The cherry wine was very sweet and Molly drank it with the two women sitting either side of her as they talked soothingly, and with the warmth from the fire and the feeling that she was safe again she suddenly began to feel very sleepy. So sleepy she just couldn’t keep her eyes open . . .
 
 
Every time Zachariah paid a visit to the East End he found himself reflecting that he wasn’t surprised Sunderland still had the highest infant mortality rates in the country.
 
How was it, he asked himself as he loped as fast as he could through the cobbled back lanes with their oozing lavatory hatches and heaps of rotting rubbish, how was it that the wealthy shipbuilders and mine owners - most of them patrons of the arts and architecture - could shut their eyes to the way whole communities were forced to live?
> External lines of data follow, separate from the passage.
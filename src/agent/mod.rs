//! The perceive, infer, validate, act loop.
//!
//! Each step captures the page, shows the model a normalized screenshot plus
//! the distilled listing, parses one action out of its reply, and applies it
//! only if the id is present in the listing the model was shown. Unparsable
//! replies, hallucinated ids and failed interactions each cost one step.

pub mod action;
pub mod config;
pub mod controller;
pub mod parser;
pub mod session;
pub mod trace;

pub use action::{ActionPrediction, AgentAction};
pub use config::{AgentConfig, DEFAULT_MAX_STEPS};
pub use controller::{Agent, AgentRun, StepEvent, StepReport};
pub use parser::extract_action;
pub use session::{AgentSession, FailureReason, SessionStatus, StopSignal, TaskOutcome};
pub use trace::TraceWriter;
use crate::tools::click::click_with_fallback;
use crate::tools::{ActionFailure, ActionKind, ActionOutcome, Tool, ToolContext, ToolInput};
use headless_chrome::Element;

/// Picks an option on a native `<select>`: visible text, then value, then a
/// numeric index. Reports `not-select` for anything else.
const SELECT_OPTION_JS: &str = r#"
function(wanted) {
    if (this.tagName.toLowerCase() !== 'select') {
        return 'not-select';
    }
    const options = Array.from(this.options);
    let index = options.findIndex(o => o.text.trim() === wanted.trim());
    if (index < 0) {
        index = options.findIndex(o => o.value === wanted);
    }
    if (index < 0 && /^\d+$/.test(wanted)) {
        const position = parseInt(wanted, 10);
        if (position < options.length) {
            index = position;
        }
    }
    if (index < 0) {
        return 'no-match';
    }
    this.selectedIndex = index;
    this.dispatchEvent(new Event('input', { bubbles: true }));
    this.dispatchEvent(new Event('change', { bubbles: true }));
    return 'selected';
}
"#;

#[derive(Debug, PartialEq, Eq)]
enum SelectResult {
    Selected,
    NoMatch,
    NotSelect,
}

impl SelectResult {
    fn from_script(value: Option<&serde_json::Value>) -> Option<Self> {
        match value.and_then(|v| v.as_str()) {
            Some("selected") => Some(SelectResult::Selected),
            Some("no-match") => Some(SelectResult::NoMatch),
            Some("not-select") => Some(SelectResult::NotSelect),
            _ => None,
        }
    }
}

/// Chooses an option, or opens a custom dropdown with a click
#[derive(Default)]
pub struct SelectTool;

impl Tool for SelectTool {
    fn name(&self) -> &str {
        "select"
    }

    fn execute_on(&self, element: &Element<'_>, input: ToolInput<'_>, _context: &ToolContext<'_>) -> ActionOutcome {
        let wanted = input.value.ok_or(ActionFailure::MissingValue(ActionKind::Select))?;

        let result = element
            .call_js_fn(SELECT_OPTION_JS, vec![serde_json::json!(wanted)], false)
            .map_err(|e| ActionFailure::Driver(e.to_string()))?;

        match SelectResult::from_script(result.value.as_ref()) {
            Some(SelectResult::Selected) => Ok(()),
            Some(SelectResult::NoMatch) => Err(ActionFailure::OptionNotFound(wanted.to_string())),
            Some(SelectResult::NotSelect) => {
                // custom dropdown: open it, the option is clicked on a later step
                log::info!("Element {} is not a native select, clicking it instead", input.element_id);
                click_with_fallback(element, input.element_id)
            }
            None => Err(ActionFailure::Driver(format!(
                "unexpected select script result: {:?}",
                result.value
            ))),
        }
    }
}

#[cfg(test)]
mod tests {
    use super::*;
    use serde_json::json;

    #[test]
    fn test_select_tool_name() {
        assert_eq!(SelectTool.name(), "select");
    }

    #[test]
    fn test_select_result_parsing() {
        assert_eq!(SelectResult::from_script(Some(&json!("selected"))), Some(SelectResult::Selected));
        assert_eq!(SelectResult::from_script(Some(&json!("no-match"))), Some(SelectResult::NoMatch));
        assert_eq!(SelectResult::from_script(Some(&json!("not-select"))), Some(SelectResult::NotSelect));
        assert_eq!(SelectResult::from_script(Some(&json!(true))), None);
        assert_eq!(SelectResult::from_script(None), None);
    }

    #[test]
    fn test_match_order_in_script() {
        let text = SELECT_OPTION_JS.find("o.text.trim()").unwrap();
        let value = SELECT_OPTION_JS.find("o.value === wanted").unwrap();
        let index = SELECT_OPTION_JS.find("parseInt(wanted, 10)").unwrap();
        assert!(text < value && value < index);
    }
}
#[cfg(test)]
mod tests {
    use super::*;
    use crate::agent::session::SessionStatus;
    use crate::browser::PageCapture;
    use crate::tools::{ActionKind, ActionOutcome};
    use std::cell::{Cell, RefCell};
    use std::collections::VecDeque;

    const PAGE: &str = "<html><body>\
        <h1>Search</h1>\
        <input data-m2w-id='50' data-m2w-visible='true' placeholder='Query'>\
        <button data-m2w-id='51' data-m2w-visible='true'>Go</button>\
        </body></html>";

    #[derive(Default)]
    struct RecordingDriver {
        navigated: Vec<String>,
        captures: usize,
        scrolls: Vec<ScrollDirection>,
        executed: Vec<ElementAction>,
        execute_failure: Option<ActionFailure>,
        broken_capture: bool,
        broken_scroll: bool,
    }

    impl PageDriver for RecordingDriver {
        fn navigate(&mut self, url: &str) -> Result<()> {
            self.navigated.push(url.to_string());
            Ok(())
        }

        fn capture(&mut self) -> Result<PageCapture> {
            if self.broken_capture {
                return Err(AgentError::ScreenshotFailed("tab crashed".to_string()));
            }
            self.captures += 1;
            Ok(PageCapture {
                screenshot: DynamicImage::new_rgb8(256, 128),
                html: PAGE.to_string(),
                max_id: 51,
            })
        }

        fn scroll(&mut self, direction: ScrollDirection) -> Result<()> {
            self.scrolls.push(direction);
            if self.broken_scroll {
                return Err(AgentError::EvaluationFailed("scroll blocked".to_string()));
            }
            Ok(())
        }

        fn execute(&mut self, action: &ElementAction) -> ActionOutcome {
            self.executed.push(action.clone());
            match &self.execute_failure {
                Some(failure) => Err(failure.clone()),
                None => Ok(()),
            }
        }

        fn current_url(&self) -> Result<String> {
            Ok(self.navigated.last().cloned().unwrap_or_default())
        }
    }

    /// Replays canned outputs, repeating the last one when the script runs out
    struct ScriptedModel {
        outputs: RefCell<VecDeque<String>>,
        last: RefCell<String>,
        calls: Cell<usize>,
        prompts: RefCell<Vec<String>>,
    }

    impl ScriptedModel {
        fn new(outputs: &[&str]) -> Self {
            Self {
                outputs: RefCell::new(outputs.iter().map(|o| o.to_string()).collect()),
                last: RefCell::new(String::new()),
                calls: Cell::new(0),
                prompts: RefCell::new(Vec::new()),
            }
        }
    }

    impl ActionModel for ScriptedModel {
        fn predict(&self, image: &DynamicImage, prompt: &str) -> Result<String> {
            assert_eq!(image.width(), 1024);
            self.calls.set(self.calls.get() + 1);
            self.prompts.borrow_mut().push(prompt.to_string());
            if let Some(next) = self.outputs.borrow_mut().pop_front() {
                *self.last.borrow_mut() = next;
            }
            Ok(self.last.borrow().clone())
        }
    }

    fn config(max_steps: u32) -> AgentConfig {
        AgentConfig::new().max_steps(max_steps).without_settling()
    }

    fn run(driver: &mut RecordingDriver, model: &ScriptedModel, max_steps: u32) -> Result<TaskOutcome> {
        Agent::new(driver, model, config(max_steps)).run_task("Search for X", "example.com")
    }

    #[test]
    fn test_hallucinated_id_touches_nothing() {
        let mut driver = RecordingDriver::default();
        let model = ScriptedModel::new(&[r#"{"action": "click", "element_id": "999"}"#]);

        let outcome = run(&mut driver, &model, 1).unwrap();

        assert_eq!(
            outcome,
            TaskOutcome::Failed {
                reason: FailureReason::BudgetExhausted,
                steps: 1
            }
        );
        assert!(driver.executed.is_empty());
        assert!(driver.scrolls.is_empty());
    }

    #[test]
    fn test_sentinel_scrolls_once() {
        let mut driver = RecordingDriver::default();
        let model = ScriptedModel::new(&[r#"{"action": "click", "element_id": "0"}"#]);

        run(&mut driver, &model, 1).unwrap();

        assert_eq!(driver.scrolls, vec![ScrollDirection::Down]);
        assert!(driver.executed.is_empty());
    }

    #[test]
    fn test_explicit_scroll_ignores_id() {
        let mut driver = RecordingDriver::default();
        let model = ScriptedModel::new(&[r#"{"action": "scroll", "element_id": "50"}"#]);

        run(&mut driver, &model, 1).unwrap();

        assert_eq!(driver.scrolls, vec![ScrollDirection::Down]);
        assert!(driver.executed.is_empty());
    }

    #[test]
    fn test_listed_element_is_executed() {
        let mut driver = RecordingDriver::default();
        let model = ScriptedModel::new(&[r#"{"action": "type", "element_id": "50", "value": "X"}"#]);

        run(&mut driver, &model, 1).unwrap();

        assert_eq!(
            driver.executed,
            vec![ElementAction::new(ActionKind::Type, "50").with_value("X")]
        );
        assert!(driver.scrolls.is_empty());
    }

    #[test]
    fn test_finish_stops_after_one_inference() {
        let mut driver = RecordingDriver::default();
        let model = ScriptedModel::new(&[r#"{"action": "finish", "element_id": "0", "value": "Done", "is_finished": true}"#]);

        let outcome = run(&mut driver, &model, 5).unwrap();

        assert_eq!(
            outcome,
            TaskOutcome::Succeeded {
                result: Some("Done".to_string()),
                steps: 1
            }
        );
        assert_eq!(model.calls.get(), 1);
        assert_eq!(driver.captures, 1);
        assert!(driver.scrolls.is_empty());
    }

    #[test]
    fn test_unparsable_output_leaves_browser_alone() {
        let mut driver = RecordingDriver::default();
        let model = ScriptedModel::new(&["garbage, not json"]);

        let outcome = run(&mut driver, &model, 2).unwrap();

        assert_eq!(outcome.steps(), 2);
        assert!(!outcome.is_success());
        assert_eq!(driver.captures, 2);
        assert!(driver.scrolls.is_empty());
        assert!(driver.executed.is_empty());
    }

    #[test]
    fn test_multi_step_task() {
        let mut driver = RecordingDriver::default();
        let model = ScriptedModel::new(&[
            r#"{"action": "type", "element_id": "50", "value": "X"}"#,
            "```json\n{\"action\": \"click\", \"element_id\": \"51\"}\n```",
            r#"{"action": "finish", "is_finished": true}"#,
        ]);

        let outcome = run(&mut driver, &model, 5).unwrap();

        assert_eq!(outcome, TaskOutcome::Succeeded { result: None, steps: 3 });
        assert_eq!(driver.executed.len(), 2);
        assert_eq!(driver.executed[1], ElementAction::new(ActionKind::Click, "51"));
        assert_eq!(driver.navigated, vec!["https://example.com".to_string()]);
    }

    #[test]
    fn test_failed_action_consumes_a_step() {
        let mut driver = RecordingDriver {
            execute_failure: Some(ActionFailure::NotInteractable("covered by overlay".to_string())),
            ..Default::default()
        };
        let model = ScriptedModel::new(&[
            r#"{"action": "click", "element_id": "51"}"#,
            r#"{"is_finished": true}"#,
        ]);

        let outcome = run(&mut driver, &model, 5).unwrap();

        assert_eq!(outcome.steps(), 2);
        assert!(outcome.is_success());
        assert_eq!(driver.executed.len(), 1);
    }

    #[test]
    fn test_failed_scroll_consumes_a_step() {
        let mut driver = RecordingDriver {
            broken_scroll: true,
            ..Default::default()
        };
        let model = ScriptedModel::new(&[
            r#"{"action": "click", "element_id": "0"}"#,
            r#"{"is_finished": true}"#,
        ]);
        let (reports, outcome) = {
            let mut agent = Agent::new(&mut driver, &model, config(5));
            let mut run = agent.start("Search for X", "example.com").unwrap();
            let reports: Vec<StepReport> = run.by_ref().collect::<Result<_>>().unwrap();
            (reports, run.into_outcome())
        };

        assert_eq!(reports.len(), 2);
        assert_eq!(
            reports[0].event,
            StepEvent::ScrollFailed("Script evaluation failed: scroll blocked".to_string())
        );
        assert_eq!(reports[0].log, "Scroll failed: Script evaluation failed: scroll blocked");
        assert!(!reports[0].done);
        assert!(reports[1].done);
        assert_eq!(outcome, Some(TaskOutcome::Succeeded { result: None, steps: 2 }));
        assert_eq!(driver.scrolls, vec![ScrollDirection::Down]);
        assert!(driver.executed.is_empty());
    }

    #[test]
    fn test_prompt_carries_goal_and_listing() {
        let mut driver = RecordingDriver::default();
        let model = ScriptedModel::new(&[r#"{"is_finished": true}"#]);

        run(&mut driver, &model, 1).unwrap();

        let prompts = model.prompts.borrow();
        assert!(prompts[0].contains("TASK: Search for X"));
        assert!(prompts[0].contains("[0] <option> Target element is not in this list"));
        assert!(prompts[0].contains("[-] <h1> Search"));
        assert!(prompts[0].contains("[51] <button> Go"));
    }

    #[test]
    fn test_stop_before_first_step() {
        let mut driver = RecordingDriver::default();
        let model = ScriptedModel::new(&[r#"{"action": "click", "element_id": "51"}"#]);
        let stop = StopSignal::new();
        stop.stop();

        let outcome = Agent::new(&mut driver, &model, config(5))
            .with_stop_signal(stop)
            .run_task("Search for X", "example.com")
            .unwrap();

        assert_eq!(
            outcome,
            TaskOutcome::Failed {
                reason: FailureReason::Cancelled,
                steps: 0
            }
        );
        assert_eq!(model.calls.get(), 0);
        assert_eq!(driver.captures, 0);
    }

    #[test]
    fn test_stop_between_steps() {
        let mut driver = RecordingDriver::default();
        let model = ScriptedModel::new(&[r#"{"action": "click", "element_id": "51"}"#]);
        let mut agent = Agent::new(&mut driver, &model, config(5));
        let stop = agent.stop_signal();

        let mut run = agent.start("Search for X", "example.com").unwrap();
        let first = run.next().unwrap().unwrap();
        assert!(!first.done);
        assert!(first.screenshot.is_some());

        stop.stop();
        let second = run.next().unwrap().unwrap();
        assert_eq!(second.event, StepEvent::Cancelled);
        assert!(second.done);
        assert!(second.screenshot.is_none());
        assert!(run.next().is_none());
        assert_eq!(run.session().status, SessionStatus::Failed);
        assert_eq!(
            run.outcome(),
            Some(&TaskOutcome::Failed {
                reason: FailureReason::Cancelled,
                steps: 1
            })
        );
    }

    #[test]
    fn test_reports_carry_normalized_view() {
        let mut driver = RecordingDriver::default();
        let model = ScriptedModel::new(&[
            r#"{"action": "click", "element_id": "999"}"#,
            r#"{"is_finished": true, "value": "ok"}"#,
        ]);
        let mut agent = Agent::new(&mut driver, &model, config(5));

        let reports: Vec<StepReport> = agent
            .start("Search for X", "example.com")
            .unwrap()
            .collect::<Result<_>>()
            .unwrap();

        assert_eq!(reports.len(), 2);
        let view = reports[0].screenshot.as_ref().unwrap();
        assert_eq!((view.width(), view.height()), (1024, 512));
        assert_eq!(
            reports[0].event,
            StepEvent::Hallucinated {
                element_id: "999".to_string()
            }
        );
        assert!(!reports[0].done);
        assert_eq!(reports[1].log, "Task complete: ok");
        assert!(reports[1].done);
    }

    #[test]
    fn test_capture_failure_is_fatal() {
        let mut driver = RecordingDriver {
            broken_capture: true,
            ..Default::default()
        };
        let model = ScriptedModel::new(&[r#"{"is_finished": true}"#]);

        let result = run(&mut driver, &model, 5);

        assert!(matches!(result, Err(AgentError::ScreenshotFailed(_))));
        assert_eq!(model.calls.get(), 0);
    }

    #[test]
    fn test_zero_budget() {
        let mut driver = RecordingDriver::default();
        let model = ScriptedModel::new(&[r#"{"is_finished": true}"#]);

        let outcome = run(&mut driver, &model, 0).unwrap();

        assert_eq!(outcome.steps(), 0);
        assert_eq!(driver.captures, 0);
    }

    #[test]
    fn test_trace_written_per_step() {
        let base = tempfile::tempdir().unwrap();
        let mut driver = RecordingDriver::default();
        let model = ScriptedModel::new(&[r#"{"action": "click", "element_id": "0"}"#]);
        let mut agent = Agent::new(&mut driver, &model, config(2).trace_dir(base.path()));

        let mut run = agent.start("Search for X", "example.com").unwrap();
        let trace_dir = run.trace_dir().unwrap().to_path_buf();
        while let Some(report) = run.next() {
            report.unwrap();
        }

        for step in 1..=2 {
            assert!(trace_dir.join(format!("step_{}_view.png", step)).exists());
            assert!(trace_dir.join(format!("step_{}_dom.txt", step)).exists());
        }
        let output = std::fs::read_to_string(trace_dir.join("step_2_output.txt")).unwrap();
        assert_eq!(output, r#"{"action": "click", "element_id": "0"}"#);
    }

    #[test]
    fn test_event_log_lines() {
        let typed = StepEvent::Executed(ElementAction::new(ActionKind::Type, "50").with_value("X"));
        assert_eq!(typed.to_string(), "type [50] 'X'");

        let failed = StepEvent::ActionFailed {
            action: ElementAction::new(ActionKind::Click, "7"),
            failure: ActionFailure::ElementNotFound("7".to_string()),
        };
        assert_eq!(failed.to_string(), "click [7] failed: element 7 not found");
    }
}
But they did, oh aye, they did all right, and with over one-and-a-half million men unemployed nationwide, and it getting worse by the day, the outlook was bleak for Geordies.
 
It was all well and good for the Glasgow socialists to send MacDonald that congratulatory telegram on his election as Labour leader saying ‘Labour can have no truck with tranquillity’, but would they be living in filthy, stinking slums while they made their fine speeches on the Opposition front benches?